The justification for this is that we're still eliminating all (4) of the 'not' value uses in the min/max, so it's still a net reduction of uses.
The bigger motivating case can be seen in the last PR35875 test. We end up eliminating instructions there because we can absorb 'not' into 'sub'.

Possible alternatives are:

Do a very narrow/large pattern match for min/max+sub. To get the motivating example, it would actually have to be a match of 3-way min/max + sub.
Defer this fold to some other pass (aggressive-instcombine, GVN?) where we can check users to make sure we won't increase the instruction count.

Diff Detail

Event Timeline

spatel created this revision.Mar 8 2018, 10:59 AM

Herald added a reviewer: • dberlin. · View Herald TranscriptMar 8 2018, 10:59 AM

Herald added a subscriber: mcrosier. · View Herald Transcript

craig.topper mentioned this in D44398: [InstCombine] Replace calls to getNumUses with hasNUses or hasNUsesOrMore.Mar 12 2018, 11:32 AM

Diffusion mentioned this in rL327315: [InstCombine] Replace calls to getNumUses with hasNUses or hasNUsesOrMore.Mar 12 2018, 11:50 AM

Ping.

Sorry for the delay.

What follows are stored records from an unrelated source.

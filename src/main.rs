fn main() {
    if let Err(err) = sheet_recon::run() {
        eprintln!("error: {err:#}");
        std::process::exit(1);
    }
}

I obviously like this because it fixes my regression :)

Before I went away I ran a load of benchmarks. They eventually finished and showed no regressions except for this rgb to cmy case (which went up 48% on v6m targets!)

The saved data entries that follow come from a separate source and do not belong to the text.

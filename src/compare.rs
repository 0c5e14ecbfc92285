//! Comparison engine: walks the rows of one sheet, looks every populated
//! metric up in the flat source data and records a verdict per fact.
//!
//! Row order is the sheet's own order. Nothing is re-sorted so a reviewer can
//! trace a verdict back to the export visually.

use std::fmt;

use log::{debug, warn};
use serde::Serialize;

use crate::{
    analyzer::{Role, SheetAnalysis},
    data::Value,
    formatter::FlatData,
    keys::{Metric, lookup_candidates},
    normalize::{normalize_text, normalize_value, values_match},
    workbook::SheetData,
};

const CLOSEST_KEYS: usize = 3;

#[derive(Debug, Clone, Copy, PartialEq, Eq, Hash, Serialize)]
pub enum Status {
    Match,
    Mismatch,
    #[serde(rename = "Not Found")]
    NotFound,
    #[serde(rename = "No Mapping")]
    NoMapping,
    #[serde(rename = "Source Missing")]
    SourceMissing,
    #[serde(rename = "Source Error")]
    SourceError,
}

impl Status {
    pub fn as_str(&self) -> &'static str {
        match self {
            Status::Match => "Match",
            Status::Mismatch => "Mismatch",
            Status::NotFound => "Not Found",
            Status::NoMapping => "No Mapping",
            Status::SourceMissing => "Source Missing",
            Status::SourceError => "Source Error",
        }
    }
}

impl fmt::Display for Status {
    fn fmt(&self, f: &mut fmt::Formatter<'_>) -> fmt::Result {
        f.write_str(self.as_str())
    }
}

/// One compared fact.
#[derive(Debug, Clone, PartialEq, Serialize)]
pub struct ComparisonRow {
    /// 1-based worksheet row; the header is row 1.
    pub row: usize,
    pub identifier: String,
    pub metric: Metric,
    pub excel_value: Value,
    pub source_value: Option<String>,
    /// The flat key that resolved the lookup, when one did.
    pub matched_key: Option<String>,
    pub status: Status,
}

impl ComparisonRow {
    pub fn metric_label(&self) -> &str {
        self.metric.label()
    }
}

/// Which wide header the structure-preserving report uses for a sheet.
#[derive(Debug, Clone, Copy, PartialEq, Eq, Serialize)]
#[serde(rename_all = "snake_case")]
pub enum SheetLayout {
    /// Actual sales next to targets.
    Targets,
    /// Previous year next to current year.
    YearComparison,
    /// A single value column.
    Standard,
    /// Metric/value pairs; always reported one fact per row.
    MetricRows,
}

impl SheetLayout {
    pub fn for_analysis(analysis: &SheetAnalysis) -> SheetLayout {
        let has = |role| analysis.column(role).is_some();
        if has(Role::Metric) && has(Role::ExcelValue) {
            SheetLayout::MetricRows
        } else if has(Role::Target) {
            SheetLayout::Targets
        } else if has(Role::PreviousYear) && has(Role::CurrentYear) {
            SheetLayout::YearComparison
        } else {
            SheetLayout::Standard
        }
    }

    /// Metrics shown side by side in the wide layout, in column order.
    pub fn metrics(&self) -> Vec<Metric> {
        match self {
            SheetLayout::Targets => vec![Metric::ActualSales, Metric::Target],
            SheetLayout::YearComparison => vec![Metric::PreviousYear, Metric::CurrentYear],
            SheetLayout::Standard | SheetLayout::MetricRows => vec![Metric::ActualSales],
        }
    }
}

/// Per-status totals.
#[derive(Debug, Clone, Copy, Default, PartialEq, Eq, Serialize)]
pub struct StatusCounts {
    pub matches: usize,
    pub mismatches: usize,
    pub not_found: usize,
    pub no_mapping: usize,
    pub source_missing: usize,
    pub source_error: usize,
}

impl StatusCounts {
    pub fn record(&mut self, status: Status) {
        match status {
            Status::Match => self.matches += 1,
            Status::Mismatch => self.mismatches += 1,
            Status::NotFound => self.not_found += 1,
            Status::NoMapping => self.no_mapping += 1,
            Status::SourceMissing => self.source_missing += 1,
            Status::SourceError => self.source_error += 1,
        }
    }

    pub fn add(&mut self, other: &StatusCounts) {
        self.matches += other.matches;
        self.mismatches += other.mismatches;
        self.not_found += other.not_found;
        self.no_mapping += other.no_mapping;
        self.source_missing += other.source_missing;
        self.source_error += other.source_error;
    }

    /// Facts that were actually compared against a value.
    pub fn compared(&self) -> usize {
        self.matches + self.mismatches + self.not_found
    }

    pub fn total(&self) -> usize {
        self.compared() + self.no_mapping + self.source_missing + self.source_error
    }

    /// Matches over compared facts, as a percentage.
    pub fn success_rate(&self) -> f64 {
        match self.compared() {
            0 => 0.0,
            n => self.matches as f64 * 100.0 / n as f64,
        }
    }
}

/// The comparison outcome of one sheet.
#[derive(Debug, Clone, Serialize)]
pub struct SheetReport {
    pub sheet_name: String,
    pub source_name: Option<String>,
    pub confidence: Option<f64>,
    pub layout: SheetLayout,
    pub rows: Vec<ComparisonRow>,
    /// Why a sheet has no source-backed rows.
    pub note: Option<String>,
}

impl SheetReport {
    pub fn counts(&self) -> StatusCounts {
        let mut counts = StatusCounts::default();
        for row in &self.rows {
            counts.record(row.status);
        }
        counts
    }

    pub fn is_mapped(&self) -> bool {
        self.source_name.is_some()
    }
}

/// The sheet columns that carry a comparable metric, for the non-pair
/// layouts.
///
/// A sheet without any recognized value column compares its first
/// non-identifier column as actual sales.
fn metric_columns(analysis: &SheetAnalysis) -> Vec<(Metric, usize)> {
    let mut columns = Vec::new();
    let value = analysis
        .column(Role::ActualSales)
        .or_else(|| analysis.column(Role::Sales));
    if let Some(idx) = value {
        columns.push((Metric::ActualSales, idx));
    }
    for (role, metric) in [
        (Role::Target, Metric::Target),
        (Role::PreviousYear, Metric::PreviousYear),
        (Role::CurrentYear, Metric::CurrentYear),
    ] {
        if let Some(idx) = analysis.column(role) {
            // A column compares under one metric only.
            columns.retain(|(_, claimed)| *claimed != idx);
            columns.push((metric, idx));
        }
    }
    if columns.is_empty() {
        let identifier = analysis.identifier_column();
        if let Some(idx) = (0..analysis.headers.len()).find(|idx| *idx != identifier) {
            columns.push((Metric::ActualSales, idx));
        }
    }
    columns
}

struct Fact<'a> {
    row: usize,
    identifier: String,
    metric: Metric,
    excel_value: &'a Value,
}

/// Every comparable fact of a sheet, in row order. Blank rows and rows
/// without an identifier are skipped and logged.
fn facts<'a>(sheet: &'a SheetData, analysis: &SheetAnalysis) -> Vec<Fact<'a>> {
    let identifier_col = analysis.identifier_column();
    let layout = SheetLayout::for_analysis(analysis);
    let columns = metric_columns(analysis);
    let mut facts = Vec::new();

    for (idx, row) in sheet.rows.iter().enumerate() {
        let row_number = idx + 2;
        if SheetData::is_blank_row(row) {
            debug!("Sheet '{}' row {row_number} is empty", sheet.name);
            continue;
        }
        let Some(identifier) = SheetData::cell(row, identifier_col).as_label() else {
            warn!(
                "Skipping sheet '{}' row {row_number}: no identifier in column {}",
                sheet.name,
                identifier_col + 1
            );
            continue;
        };

        if layout == SheetLayout::MetricRows {
            let (Some(metric_col), Some(value_col)) = (
                analysis.column(Role::Metric),
                analysis.column(Role::ExcelValue),
            ) else {
                continue;
            };
            facts.push(Fact {
                row: row_number,
                metric: Metric::from_label(&SheetData::cell(row, metric_col).as_display()),
                identifier,
                excel_value: SheetData::cell(row, value_col),
            });
            continue;
        }

        for (metric, col) in &columns {
            facts.push(Fact {
                row: row_number,
                identifier: identifier.clone(),
                metric: metric.clone(),
                excel_value: SheetData::cell(row, *col),
            });
        }
    }
    facts
}

/// Compares every fact of `sheet` against `flat`, building lookup keys under
/// `label` and then each of `alternate_labels`.
pub fn compare_sheet(
    sheet: &SheetData,
    analysis: &SheetAnalysis,
    label: &str,
    flat: &FlatData,
    alternate_labels: &[String],
) -> Vec<ComparisonRow> {
    facts(sheet, analysis)
        .into_iter()
        .map(|fact| compare_fact(fact, label, flat, alternate_labels))
        .collect()
}

fn compare_fact(
    fact: Fact<'_>,
    label: &str,
    flat: &FlatData,
    alternate_labels: &[String],
) -> ComparisonRow {
    let candidates = lookup_candidates(label, &fact.identifier, &fact.metric, alternate_labels);
    let resolved = candidates
        .iter()
        .find_map(|key| flat.get(key).map(|value| (key.clone(), value.to_string())));

    let (status, matched_key, source_value) = match resolved {
        Some((key, value)) => {
            let matched = values_match(&normalize_value(fact.excel_value), &normalize_text(&value));
            let status = if matched {
                Status::Match
            } else {
                Status::Mismatch
            };
            debug!(
                "{key}: export {} vs source {value} -> {status}",
                fact.excel_value
            );
            (status, Some(key), Some(value))
        }
        None => {
            let expected = candidates.first().map(String::as_str).unwrap_or_default();
            debug!(
                "Not found: '{expected}'; closest available {:?}",
                flat.closest_keys(expected, CLOSEST_KEYS)
            );
            (Status::NotFound, None, None)
        }
    };

    ComparisonRow {
        row: fact.row,
        identifier: fact.identifier,
        metric: fact.metric,
        excel_value: fact.excel_value.clone(),
        source_value,
        matched_key,
        status,
    }
}

/// Rows for a sheet that could not be compared, one per fact, all carrying
/// `status`.
pub fn uncompared_rows(sheet: &SheetData, analysis: &SheetAnalysis, status: Status) -> Vec<ComparisonRow> {
    facts(sheet, analysis)
        .into_iter()
        .map(|fact| ComparisonRow {
            row: fact.row,
            identifier: fact.identifier,
            metric: fact.metric,
            excel_value: fact.excel_value.clone(),
            source_value: None,
            matched_key: None,
            status,
        })
        .collect()
}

If this is unpalatable because it can increase instruction count, we may be able to do something in IsFreeOrProfitableToInvert in InstCombineSelect. Is checking the users in InstCombine (more than just counting them) not a done thing?

In D44266#1041299, @dmgreen wrote:

Before I went away I ran a load of benchmarks. They eventually finished and showed no regressions except for this rgb to cmy case (which went up 48% on v6m targets!)

Thanks for verifying that this change does what we intended on the motivating case (and does no noticeable harm otherwise).

If this is unpalatable because it can increase instruction count, we may be able to do something in IsFreeOrProfitableToInvert in InstCombineSelect. Is checking the users in InstCombine (more than just counting them) not a done thing?

It is done sometimes, but I view that code construct with suspicion. It's usually just covering for a misplaced pattern match. Ie, in this case it wouldn't be much different than starting a larger match from a sub.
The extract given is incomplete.